**Required work:** Across these entries, report how many lines include the string "SettingsClearSuccess", with nothing but the number.

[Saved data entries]
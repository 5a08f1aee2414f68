use anyhow::{anyhow, Result};

use crate::time::format_hours_minutes;

#[derive(Debug, Clone, Copy, PartialEq, Eq, Default)]
pub enum Language {
    #[default]
    English,
    Italian,
}

impl Language {
    pub const ALL: [Language; 2] = [Language::English, Language::Italian];

    pub fn code(self) -> &'static str {
        match self {
            Language::English => "en",
            Language::Italian => "it",
        }
    }

    /// Matches on the primary subtag, so "it", "it-IT" and "it_IT.UTF-8" are all Italian.
    pub fn from_code(code: &str) -> Option<Self> {
        let primary = code
            .split(['-', '_', '.'])
            .next()
            .unwrap_or_default()
            .to_lowercase();
        Language::ALL.into_iter().find(|l| l.code() == primary)
    }
}

#[derive(Debug, Clone, Copy, PartialEq, Eq)]
pub enum Message {
    HeaderSubtitle,
    NavProgress,
    NavHistory,
    HomeQuickSummary,
    HomeCurrentMonthHours,
    HomeServiceYearHours,
    ProgressTitle,
    ProgressGoal,
    ProgressCompleted,
    ProgressMonthlyStatus,
    ProgressHoursRemaining,
    ProgressMonthlyAvgNeeded,
    HistoryTitle,
    HistoryShareText,
    SettingsExportSuccess,
    SettingsImportSuccess,
    SettingsImportError,
    SettingsClearConfirm,
    SettingsClearSuccess,
    MonthsFull,
    DaysShort,
    PaceBehind,
    PaceOnTrack,
    PaceAhead,
    EntryAdded,
    EntryDeleted,
    EntryNotFound,
    EntryInvalidHours,
    NoEntries,
}

impl Message {
    pub const ALL: [Message; 29] = [
        Message::HeaderSubtitle,
        Message::NavProgress,
        Message::NavHistory,
        Message::HomeQuickSummary,
        Message::HomeCurrentMonthHours,
        Message::HomeServiceYearHours,
        Message::ProgressTitle,
        Message::ProgressGoal,
        Message::ProgressCompleted,
        Message::ProgressMonthlyStatus,
        Message::ProgressHoursRemaining,
        Message::ProgressMonthlyAvgNeeded,
        Message::HistoryTitle,
        Message::HistoryShareText,
        Message::SettingsExportSuccess,
        Message::SettingsImportSuccess,
        Message::SettingsImportError,
        Message::SettingsClearConfirm,
        Message::SettingsClearSuccess,
        Message::MonthsFull,
        Message::DaysShort,
        Message::PaceBehind,
        Message::PaceOnTrack,
        Message::PaceAhead,
        Message::EntryAdded,
        Message::EntryDeleted,
        Message::EntryNotFound,
        Message::EntryInvalidHours,
        Message::NoEntries,
    ];

    pub fn key(self) -> &'static str {
        match self {
            Message::HeaderSubtitle => "header.subtitle",
            Message::NavProgress => "nav.progress",
            Message::NavHistory => "nav.history",
            Message::HomeQuickSummary => "home.quickSummary",
            Message::HomeCurrentMonthHours => "home.currentMonthHours",
            Message::HomeServiceYearHours => "home.serviceYearHours",
            Message::ProgressTitle => "progress.title",
            Message::ProgressGoal => "progress.goal",
            Message::ProgressCompleted => "progress.completed",
            Message::ProgressMonthlyStatus => "progress.monthlyStatus",
            Message::ProgressHoursRemaining => "progress.hoursRemaining",
            Message::ProgressMonthlyAvgNeeded => "progress.monthlyAvgNeeded",
            Message::HistoryTitle => "history.title",
            Message::HistoryShareText => "history.shareText",
            Message::SettingsExportSuccess => "settings.exportSuccess",
            Message::SettingsImportSuccess => "settings.importSuccess",
            Message::SettingsImportError => "settings.importError",
            Message::SettingsClearConfirm => "settings.clearConfirm",
            Message::SettingsClearSuccess => "settings.clearSuccess",
            Message::MonthsFull => "months.full",
            Message::DaysShort => "days.short",
            Message::PaceBehind => "pace.behind",
            Message::PaceOnTrack => "pace.onTrack",
            Message::PaceAhead => "pace.ahead",
            Message::EntryAdded => "entry.added",
            Message::EntryDeleted => "entry.deleted",
            Message::EntryNotFound => "entry.notFound",
            Message::EntryInvalidHours => "entry.invalidHours",
            Message::NoEntries => "entry.none",
        }
    }
}

// English is the fallback language and must cover every message.
fn english(msg: Message) -> Option<&'static str> {
    Some(match msg {
        Message::HeaderSubtitle => "Hour log for pioneer service.",
        Message::NavProgress => "Progress",
        Message::NavHistory => "History",
        Message::HomeQuickSummary => "Quick Summary",
        Message::HomeCurrentMonthHours => "Current Month's Hours ({0})",
        Message::HomeServiceYearHours => "Total Service Year Hours",
        Message::ProgressTitle => "Annual Progress",
        Message::ProgressGoal => "Goal: {0} hours",
        Message::ProgressCompleted => "% completed",
        Message::ProgressMonthlyStatus => "Monthly Status",
        Message::ProgressHoursRemaining => "Hours Remaining",
        Message::ProgressMonthlyAvgNeeded => "Monthly Average Needed",
        Message::HistoryTitle => "Service Year History {0}",
        Message::HistoryShareText => "Report for {0} {1}: {2} hours.",
        Message::SettingsExportSuccess => "Backup written to {0}",
        Message::SettingsImportSuccess => "Data imported successfully!",
        Message::SettingsImportError => "Error: The backup file is not valid.",
        Message::SettingsClearConfirm => {
            "Are you sure you want to delete all data? This action is irreversible."
        }
        Message::SettingsClearSuccess => "All data has been deleted.",
        Message::MonthsFull => {
            "January,February,March,April,May,June,July,August,September,October,November,December"
        }
        Message::DaysShort => "Mon,Tue,Wed,Thu,Fri,Sat,Sun",
        Message::PaceBehind => "Behind",
        Message::PaceOnTrack => "On track",
        Message::PaceAhead => "Ahead",
        Message::EntryAdded => "Added {0} on {1} (ID: {2})",
        Message::EntryDeleted => "Entry {0} deleted.",
        Message::EntryNotFound => "No entry with ID {0}.",
        Message::EntryInvalidHours => "Hours must be greater than zero; nothing was saved.",
        Message::NoEntries => "No entries yet.",
    })
}

fn italian(msg: Message) -> Option<&'static str> {
    let text = match msg {
        Message::HeaderSubtitle => "Registro delle ore per il servizio di pioniere.",
        Message::NavProgress => "Progresso",
        Message::NavHistory => "Cronologia",
        Message::HomeQuickSummary => "Riepilogo Rapido",
        Message::HomeCurrentMonthHours => "Ore Mese Corrente ({0})",
        Message::HomeServiceYearHours => "Totale Ore Anno di Servizio",
        Message::ProgressTitle => "Progresso Annuale",
        Message::ProgressGoal => "Obiettivo: {0} ore",
        Message::ProgressCompleted => "% completato",
        Message::ProgressMonthlyStatus => "Stato Mensile",
        Message::ProgressHoursRemaining => "Ore Mancanti",
        Message::ProgressMonthlyAvgNeeded => "Media Mensile Necessaria",
        Message::HistoryTitle => "Cronologia Anno di Servizio {0}",
        Message::HistoryShareText => "Rapporto di {0} {1}: {2} ore.",
        Message::SettingsImportSuccess => "Dati importati con successo!",
        Message::SettingsImportError => "Errore: Il file di backup non è valido.",
        Message::SettingsClearConfirm => {
            "Sei sicuro di voler cancellare tutti i dati? Questa azione è irreversibile."
        }
        Message::SettingsClearSuccess => "Tutti i dati sono stati cancellati.",
        Message::MonthsFull => {
            "Gennaio,Febbraio,Marzo,Aprile,Maggio,Giugno,Luglio,Agosto,Settembre,Ottobre,Novembre,Dicembre"
        }
        Message::DaysShort => "Lun,Mar,Mer,Gio,Ven,Sab,Dom",
        Message::PaceBehind => "In ritardo",
        Message::PaceOnTrack => "In linea",
        Message::PaceAhead => "In anticipo",
        Message::EntryInvalidHours => "Le ore devono essere maggiori di zero; nulla è stato salvato.",
        Message::NoEntries => "Nessuna registrazione.",
        Message::SettingsExportSuccess
        | Message::EntryAdded
        | Message::EntryDeleted
        | Message::EntryNotFound => return None,
    };
    Some(text)
}

fn template(lang: Language, msg: Message) -> Option<&'static str> {
    match lang {
        Language::English => english(msg),
        Language::Italian => italian(msg),
    }
}

/// Looks up `msg` in `lang`, then English, then falls back to the raw key.
/// `{N}` placeholders take `args[N]`; placeholders without an argument stay as is.
pub fn translate(lang: Language, msg: Message, args: &[&str]) -> String {
    let text = template(lang, msg)
        .or_else(|| template(Language::English, msg))
        .unwrap_or(msg.key());
    fill_placeholders(text, args)
}

fn fill_placeholders(template: &str, args: &[&str]) -> String {
    let mut out = String::with_capacity(template.len());
    let mut rest = template;

    while let Some(start) = rest.find('{') {
        out.push_str(&rest[..start]);
        let after = &rest[start + 1..];
        let Some(end) = after.find('}') else {
            out.push_str(&rest[start..]);
            return out;
        };

        let index = &after[..end];
        let arg = if !index.is_empty() && index.bytes().all(|b| b.is_ascii_digit()) {
            index.parse::<usize>().ok().and_then(|i| args.get(i))
        } else {
            None
        };

        match arg {
            Some(arg) => {
                out.push_str(arg);
                rest = &after[end + 1..];
            }
            None if index.contains('{') => {
                out.push('{');
                rest = after;
            }
            None => {
                out.push_str(&rest[start..start + end + 2]);
                rest = &after[end + 1..];
            }
        }
    }

    out.push_str(rest);
    out
}

pub fn month_names(lang: Language) -> Vec<String> {
    translate(lang, Message::MonthsFull, &[])
        .split(',')
        .map(str::to_string)
        .collect()
}

/// Short weekday names, Monday first.
pub fn weekday_names_short(lang: Language) -> Vec<String> {
    translate(lang, Message::DaysShort, &[])
        .split(',')
        .map(str::to_string)
        .collect()
}

/// Localized month name and year for a `YYYY-MM` key, e.g. "September 2024".
pub fn month_label(lang: Language, month_key: &str) -> Result<String> {
    let (year, month) = split_month_key(month_key)?;
    let names = month_names(lang);
    Ok(format!("{} {}", names[month - 1], year))
}

/// Text shared for one month's report.
pub fn share_text(lang: Language, month_key: &str, hours: f64) -> Result<String> {
    let (year, month) = split_month_key(month_key)?;
    let names = month_names(lang);
    Ok(translate(
        lang,
        Message::HistoryShareText,
        &[
            names[month - 1].as_str(),
            year.to_string().as_str(),
            format_hours_minutes(hours).as_str(),
        ],
    ))
}

fn split_month_key(month_key: &str) -> Result<(i32, usize)> {
    let invalid = || anyhow!("Month must be YYYY-MM: {}", month_key);
    let (year, month) = month_key.split_once('-').ok_or_else(invalid)?;
    let year: i32 = year.parse().map_err(|_| invalid())?;
    let month: usize = month.parse().map_err(|_| invalid())?;
    if !(1..=12).contains(&month) {
        return Err(invalid());
    }
    Ok((year, month))
}
#[cfg(test)]
mod tests {
    use crate::error::StoreError;
    use crate::model::entry::{DailyEntry, NewEntry};
    use crate::repository::{EntryRepository, FileEntryRepository, MemoryEntryRepository};
    use crate::service::entry_store::EntryStore;
    use crate::service::progress::Pace;
    use anyhow::{anyhow, Result};
    use chrono::NaiveDate;

    struct BrokenRepo;

    impl EntryRepository for BrokenRepo {
        fn load(&self) -> Result<Vec<DailyEntry>> { Err(anyhow!("corrupt blob")) }
        fn save(&self, _entries: &[DailyEntry]) -> Result<()> { Err(anyhow!("disk full")) }
    }

    fn date(y: i32, m: u32, d: u32) -> NaiveDate {
        NaiveDate::from_ymd_opt(y, m, d).unwrap()
    }

    fn stored(id: &str, d: NaiveDate, hours: f64) -> DailyEntry {
        DailyEntry { id: id.to_string(), date: d, hours }
    }

    fn empty_store() -> EntryStore<MemoryEntryRepository> {
        EntryStore::open(MemoryEntryRepository::default())
    }

    #[test]
    fn test_add_sorts_by_date_and_persists() {
        let mut store = empty_store();
        store.add(NewEntry::new(date(2025, 1, 10), 5.0)).unwrap();
        store.add(NewEntry::new(date(2024, 9, 1), 2.0)).unwrap();
        store.add(NewEntry::new(date(2024, 9, 15), 3.0)).unwrap();

        let dates: Vec<_> = store.entries().iter().map(|e| e.date).collect();
        assert_eq!(dates, vec![date(2024, 9, 1), date(2024, 9, 15), date(2025, 1, 10)]);
        assert_eq!(store.repository().snapshot(), store.entries().to_vec());
    }

    #[test]
    fn test_add_keeps_insertion_order_on_same_date() {
        let mut store = empty_store();
        let first = store.add(NewEntry::new(date(2024, 10, 1), 1.0)).unwrap();
        store.add(NewEntry::new(date(2024, 9, 1), 4.0)).unwrap();
        let second = store.add(NewEntry::new(date(2024, 10, 1), 2.0)).unwrap();

        let ids: Vec<_> = store.entries().iter().skip(1).map(|e| e.id.clone()).collect();
        assert_eq!(ids, vec![first.id, second.id]);
    }

    #[test]
    fn test_add_rejects_non_positive_or_infinite_hours() {
        let mut store = empty_store();
        store.add(NewEntry::new(date(2024, 10, 1), 1.0)).unwrap();

        for hours in [0.0, -2.0, f64::NAN, f64::INFINITY, f64::NEG_INFINITY] {
            let result = store.add(NewEntry::new(date(2024, 10, 2), hours));
            assert!(matches!(result, Err(StoreError::Validation(_))));
        }
        assert_eq!(store.entries().len(), 1);
        assert_eq!(store.repository().snapshot().len(), 1);
    }

    #[test]
    fn test_delete_and_missing_id() {
        let mut store = empty_store();
        let a = store.add(NewEntry::new(date(2024, 10, 1), 1.0)).unwrap();
        store.add(NewEntry::new(date(2024, 10, 2), 2.0)).unwrap();

        assert!(store.delete(&a.id).unwrap());
        assert_eq!(store.entries().len(), 1);
        assert!(!store.delete("no-such-id").unwrap());
        assert_eq!(store.entries().len(), 1);
    }

    #[test]
    fn test_import_replaces_and_rejects_non_array() {
        let mut store = empty_store();
        store.add(NewEntry::new(date(2024, 10, 1), 1.0)).unwrap();
        let before = store.entries().to_vec();

        assert!(matches!(store.import_json(r#"{"entries":[]}"#), Err(StoreError::Format(_))));
        assert!(matches!(store.import_json(r#""hello""#), Err(StoreError::Format(_))));
        assert_eq!(store.entries(), before.as_slice());

        let count = store
            .import_json(r#"[{"id":"x","date":"2025-02-01","hours":2},{"id":"y","date":"2024-11-03","hours":1.5}]"#)
            .unwrap();
        assert_eq!(count, 2);
        let ids: Vec<_> = store.entries().iter().map(|e| e.id.as_str()).collect();
        assert_eq!(ids, vec!["y", "x"]);
    }

    #[test]
    fn test_import_rejects_infinite_hours() {
        let mut store = empty_store();
        store.add(NewEntry::new(date(2024, 10, 1), 1.0)).unwrap();

        let result = store.import(vec![
            stored("a", date(2024, 10, 2), 2.0),
            stored("b", date(2024, 10, 3), f64::INFINITY),
        ]);
        assert!(matches!(result, Err(StoreError::Format(_))));
        assert_eq!(store.entries().len(), 1);
        assert_eq!(store.repository().snapshot().len(), 1);
    }

    #[test]
    fn test_infinite_hours_never_reach_the_file() {
        let dir = std::env::temp_dir().join(format!("pioneer-store-inf-{}", std::process::id()));
        let _ = std::fs::remove_dir_all(&dir);

        let mut store = EntryStore::open(FileEntryRepository::new(Some(dir.clone())).unwrap());
        store.add(NewEntry::new(date(2024, 10, 1), 3.0)).unwrap();
        assert!(store.add(NewEntry::new(date(2024, 10, 2), f64::INFINITY)).is_err());
        store.add(NewEntry::new(date(2024, 10, 3), 1.5)).unwrap();

        let reopened = EntryStore::open(FileEntryRepository::new(Some(dir.clone())).unwrap());
        assert_eq!(reopened.entries(), store.entries());
        assert_eq!(reopened.entries().len(), 2);
        std::fs::remove_dir_all(dir).unwrap();
    }

    #[test]
    fn test_export_then_import_preserves_entries() {
        let mut store = empty_store();
        store.add(NewEntry::new(date(2024, 12, 24), 3.25)).unwrap();
        store.add(NewEntry::new(date(2025, 3, 2), 1.0)).unwrap();
        let backup = store.export_json().unwrap();

        let mut other = empty_store();
        other.import_json(&backup).unwrap();
        assert_eq!(other.entries(), store.entries());
    }

    #[test]
    fn test_clear() {
        let mut store = empty_store();
        store.add(NewEntry::new(date(2024, 10, 1), 1.0)).unwrap();
        store.clear().unwrap();
        assert!(store.entries().is_empty());
        assert!(store.repository().snapshot().is_empty());
    }

    #[test]
    fn test_totals_follow_mutations() {
        let now = date(2025, 1, 20);
        let mut store = empty_store();
        store.add(NewEntry::new(date(2024, 9, 1), 2.0)).unwrap();
        store.add(NewEntry::new(date(2024, 9, 15), 3.0)).unwrap();
        let jan = store.add(NewEntry::new(date(2025, 1, 10), 5.0)).unwrap();

        let totals = store.totals(now);
        assert_eq!(totals.service_year, 2025);
        assert_eq!(totals.month_hours("2024-09"), 5.0);
        assert_eq!(totals.month_hours("2025-01"), 5.0);
        assert_eq!(totals.yearly.hours, 10.0);

        store.delete(&jan.id).unwrap();
        assert_eq!(store.totals(now).yearly.hours, 5.0);
        assert_eq!(store.totals(now).month_hours("2025-01"), 0.0);
    }

    #[test]
    fn test_progress_through_store() {
        let repo = MemoryEntryRepository::new(vec![stored("a", date(2024, 9, 5), 400.0)]);
        let store = EntryStore::open(repo);
        let report = store.progress(date(2025, 2, 1), 800.0);
        assert_eq!(report.months_passed, 6);
        assert_eq!(report.pace, Pace::OnTrack);
    }

    #[test]
    fn test_unreadable_storage_opens_empty() {
        let store = EntryStore::open(BrokenRepo);
        assert!(store.entries().is_empty());
    }

    #[test]
    fn test_failed_save_leaves_state_unchanged() {
        let mut store = EntryStore::open(BrokenRepo);
        let result = store.add(NewEntry::new(date(2024, 10, 1), 1.0));
        assert!(matches!(result, Err(StoreError::Persistence(_))));
        assert!(store.entries().is_empty());
    }
}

**Output of the exercise:** 5